Reconstruction of Landsat NDVI time series of Xianghai natural deserve based on a hybrid filtering algorithm Hyb-F

LIU Shu1, JIANG Qi-gang1, ZHU Hang2, LI Xiao-dong1,3   

  1. 1.College of Geo-exploration Science and Technology, Jilin University, Changchun 130026, China;
    2.College of Mechanical Science and Engineering, Jilin University, Changchun 130022, China;
    3.College of Tourist and Geoscience, Baicheng Normal College, Baicheng 137000, China
  • Received:2017-08-18 Online:2018-05-20 Published:2018-05-20

摘要: 针对借助遥感手段直接获取的归一化植被指数(NDVI)时间序列含有噪声数据,而单一应用局部或全局时间序列重构算法不能完全剔除噪声,重构精度受到一定影响的问题,本文将局部Savitzky-Golay(S-G)滤波、全局非对称高斯(Asymmetric Gaussian, AG)拟合原理和格拉布斯(Grubbs)检验算法相结合,构建Hyb-F组合式滤波法,重构向海自然保护区8种覆被类型的Landsat NDVI时间序列。首先,通过设定指标阈值剔除序列部分无效值;其次,采用引入Grubbs检验的S-G算法,剔除局部异常值;再次,采用引入Grubbs检验的AG拟合算法,剔除全局异常值;最后,利用S-G滤波算法平滑曲线,得到最终拟合结果。研究表明,该算法对灌木林地、草地、乔木林地和旱田等有植被生长覆被类型样本的拟合结果与纯净数据间相关性较强,相关系数(CC)达0.8488~0.9215,均方根误差(RMSE)为0.0429~0.1057。对盐碱地、建设用地、水域等非植被生长类型的数据具有较好的平滑作用。该算法对整个研究区数据重建效率指数为0.59,可有效地模拟原始数据。相比于单一滤波算法,Hyb-F滤波法具有更强的噪声识别能力,降低噪声引起的峰值损失,不仅能更好地模拟植被生长规律,并且能保留曲线细部特征,获得较高拟合精度。

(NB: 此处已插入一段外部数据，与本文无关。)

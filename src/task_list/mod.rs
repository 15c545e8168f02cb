pub mod time_integrator;

use std::time::Instant;

use crate::block::MeshBlock;
use crate::config::{PhysicsConfig, TimeConfig};
use crate::error::Error;
use crate::integrator::Integrator;
use crate::task::{id, lookup, Task, TaskStatus};

/// Whether a block still has pending tasks in the current stage.
///
#[derive(Clone, Copy, Debug, PartialEq, Eq)]
pub enum TaskListStatus {
    Running,
    Complete,
}

/// The task list of one multistage time-integration cycle. Built once from
/// the time and physics configuration; every stage of every block then runs
/// the same list, with per-block completion state living on the block.
///
pub struct TimeIntegratorTaskList {
    integrator: Integrator,
    phys: PhysicsConfig,
    cfl_number: f64,
    tasks: Vec<Task>,
}
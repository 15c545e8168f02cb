//! A donor-cell linear advection solver on a periodic 1-D chain of blocks.
//! Small enough to read in one sitting, but it exercises the whole task
//! list: flux computation, the register algebra of every integrator, the
//! ghost-zone exchange between blocks, and the per-block timestep proposal.

use crate::array::{FieldArray, FluxRegisters};
use crate::block::{BlockBounds, CellBounds, Hydro, MeshBlock};
use crate::bvals::local::{ChainExchange, LocalDomain};
use crate::kernels::{Cartesian, EquationOfState, HydroKernels, NoHooks};

/// Upwind donor-cell fluxes for `du/dt + a du/dx = 0`. The flux array holds
/// one value per zone, interpreted as the flux through the zone's left face;
/// one ghost layer is enough for the stencil.
///
pub struct DonorCellAdvection {
    pub speed: f64,
    pub dx: f64,
    pub cfl: f64,
}

impl HydroKernels for DonorCellAdvection {
    fn calculate_fluxes(
        &mut self,
        w: &FieldArray,
        _b: Option<&crate::array::FaceField>,
        _bcc: Option<&FieldArray>,
        _order: usize,
        flux: &mut FluxRegisters,
    ) {
        let nf = w.num_fields();
        let a = self.speed;

        for i in 1..w.num_zones() {
            for n in 0..nf {
                let up = if a >= 0.0 { i - 1 } else { i };
                flux.x1.data_mut()[i * nf + n] = a * w.data()[up * nf + n];
            }
        }
    }

    fn add_flux_divergence(&self, wght: f64, flux: &FluxRegisters, u: &mut FieldArray) {
        let nf = u.num_fields();
        let nz = u.num_zones();
        let ng = 1;

        for i in ng..nz - ng {
            for n in 0..nf {
                let df = flux.x1.data()[(i + 1) * nf + n] - flux.x1.data()[i * nf + n];
                u.data_mut()[i * nf + n] -= wght * df / self.dx;
            }
        }
    }

    fn new_block_time_step(&self, _w: &FieldArray) -> f64 {
        self.cfl * self.dx / self.speed.abs()
    }
}

/// Conserved and primitive variables coincide for linear advection.
///
pub struct PassthroughEos;

impl EquationOfState for PassthroughEos {
    fn conserved_to_primitive(
        &self,
        u: &FieldArray,
        _w_old: &FieldArray,
        _b: Option<&crate::array::FaceField>,
        w_out: &mut FieldArray,
        _bcc: Option<&mut FieldArray>,
        _bounds: &CellBounds,
    ) {
        w_out.clone_from(u);
    }
}

/// Build a periodic chain of advection blocks covering `[0, 1)`, with the
/// initial profile sampled at zone centers (ghost zones included, wrapping
/// periodically).
///
pub fn block_chain<F>(
    num_blocks: usize,
    zones_per_block: usize,
    speed: f64,
    cfl: f64,
    profile: F,
) -> Vec<MeshBlock>
where
    F: Fn(f64) -> f64,
{
    let ng = 1usize;
    let total_zones = num_blocks * zones_per_block;
    let dx = 1.0 / total_zones as f64;
    let nz = zones_per_block + 2 * ng;

    ChainExchange::periodic_chain(num_blocks, ng)
        .into_iter()
        .enumerate()
        .map(|(gid, exchange)| {
            let sample = |local: usize| {
                let global =
                    (gid * zones_per_block + local) as i64 - ng as i64;
                let global = global.rem_euclid(total_zones as i64);
                let x = (global as f64 + 0.5) * dx;
                [profile(x)]
            };
            let u = FieldArray::from_fn(nz, sample);
            let w = u.clone();
            let flux = FluxRegisters {
                x1: FieldArray::zeros(1, nz + 1),
                ..FluxRegisters::default()
            };
            let kernels = DonorCellAdvection { speed, dx, cfl };
            let hydro = Hydro::new(
                u,
                w,
                flux,
                Box::new(kernels),
                Box::new(exchange),
            );
            MeshBlock::new(
                gid,
                BlockBounds::one_dim(zones_per_block as i64, ng as i64),
                hydro,
                Box::new(PassthroughEos),
                Box::new(Cartesian),
                Box::new(LocalDomain::periodic()),
                Box::new(NoHooks),
            )
        })
        .collect()
}

// ============================================================================
#[cfg(test)]
mod test {

    use super::block_chain;
    use crate::config::{PhysicsConfig, TimeConfig};
    use crate::driver;
    use crate::task_list::TimeIntegratorTaskList;

    fn total_mass(blocks: &[crate::block::MeshBlock]) -> f64 {
        blocks
            .iter()
            .map(|pmb| {
                let data = pmb.hydro.u.data();
                data[1..data.len() - 1].iter().sum::<f64>()
            })
            .sum()
    }

    #[test]
    fn advection_conserves_mass_and_stays_bounded() {
        let list =
            TimeIntegratorTaskList::new(&TimeConfig::new(0.8), &PhysicsConfig::default()).unwrap();
        let mut blocks = block_chain(4, 16, 1.0, 0.8, |x| {
            if (0.25..0.5).contains(&x) {
                1.0
            } else {
                0.1
            }
        });

        let mass0 = total_mass(&blocks);
        let dt = 0.8 / 64.0;
        let mut time = 0.0;

        for _ in 0..32 {
            time = driver::advance_step(&list, &mut blocks, time, dt);
        }

        let mass1 = total_mass(&blocks);
        assert!((mass0 - mass1).abs() < 1e-12 * mass0.abs());

        for pmb in &blocks {
            for &u in pmb.hydro.u.data() {
                assert!((0.1 - 1e-12..=1.0 + 1e-12).contains(&u));
            }
        }
    }

    #[test]
    fn uniform_state_is_a_fixed_point() {
        let list = TimeIntegratorTaskList::new(
            &TimeConfig::new(0.5).with_integrator("rk3"),
            &PhysicsConfig::default(),
        )
        .unwrap();
        let mut blocks = block_chain(3, 8, 1.0, 0.5, |_| 0.75);

        driver::advance_step(&list, &mut blocks, 0.0, 0.01);

        for pmb in &blocks {
            for &u in pmb.hydro.u.data() {
                assert!((u - 0.75).abs() < 1e-14);
            }
        }
    }
}
//! Multistage time integration for block-structured finite-volume
//! simulations, organized as a per-block task list. A family of explicit
//! Runge-Kutta schemes is expressed in a unified low-storage 2S/3S* form,
//! and each stage of each block runs a dependency-driven DAG of tasks: flux
//! computation, inter-block boundary exchange, conserved-variable updates,
//! source terms, prolongation at refinement interfaces, primitive recovery,
//! and boundary conditions. Communication tasks poll their transport and
//! retry, so blocks interleave computation with their neighbors' messages
//! instead of blocking on them.
//!
//! The physics lives behind the collaborator traits in [`kernels`] and
//! [`bvals`]; this crate owns the scheduling, the register algebra, and the
//! integrator coefficient tables.

pub mod array;
pub mod block;
pub mod bvals;
pub mod config;
pub mod driver;
pub mod error;
pub mod integrator;
pub mod kernels;
pub mod solvers;
pub mod task;
pub mod task_list;

#[cfg(test)]
pub mod testutil;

关键词: 遥感, 组合滤波算法, Savitzky-Golay滤波, 非对称高斯拟合, 格拉布斯检验, 归一化植被指数时间序列

Abstract: Normalized Difference Vegetation Index (NDVI) time series exactly derived from remote sensing data are usually contaminated by different types of noise. Only by adopting the local or global filtering algorithm can not eliminate all kinds of noise from NDVI time series and maintain their local or global characters at the same time. A hybrid filtering algorithm, called Hyb-F, is proposed based on Savitzky-Golay filter, Asymmetric Gaussian algorithm and the Grubbs test method. Then, Hyb-F, which is a four step method, is used to reconstruct the Landsat NDVI time series for eight land cover types within Xianghai National Natural Reserve. First, the obvious outliers are detected and removed by setting thresholds for Normalized Difference Snow Index (NDSI), standard deviation and boundaries of NDVI. Second, via combing Grubbs test and Savitzky-Golay filter, the local outliers are removed. Third, via combing Grubbs test and Assymmetric Gaussian algorithm, the global outliers are removed. Finally, the final NDVI time series are built by using the Savitzky-Golay filter. The shape of fitting curves, statistical indicators and regional application effect of Hyb-F are analyzed. The results of the proposed Hyb-F method are compared with that of only Savitzky-Golay filter or Asymmetric Gaussian algorithm. For the land cover types with vegetation, Hyb-F performs well to the samples of shrub land, grassland, forest and cropland. Results of the mentioned types show large correlation with the clean reference series. The correlation coefficients are from 0.8488 to 0.9215 and the root mean square errors are from 0.0429 to 0.1057. The results of the first two land cover types achieve the highest accuracy among all the methods discussed. For the types without vegetation, such as saline, construction land and water area, the Hyb-F method can smooth the curves well. Compared with other methods, Fyb-F takes all local and global characters and dynamic trends into consideration. It can effectively recognize different types of outliers. Besides, it can weaken the loss of peak values and model the annual growing pattern of land cover types with vegetation. When applied to the whole study region, the indicator of efficiency of reconstruction is 0.59, demonstrating the reliability of Fyb-F. Moreover, the work flow the proposed method is clear and it is easy for application.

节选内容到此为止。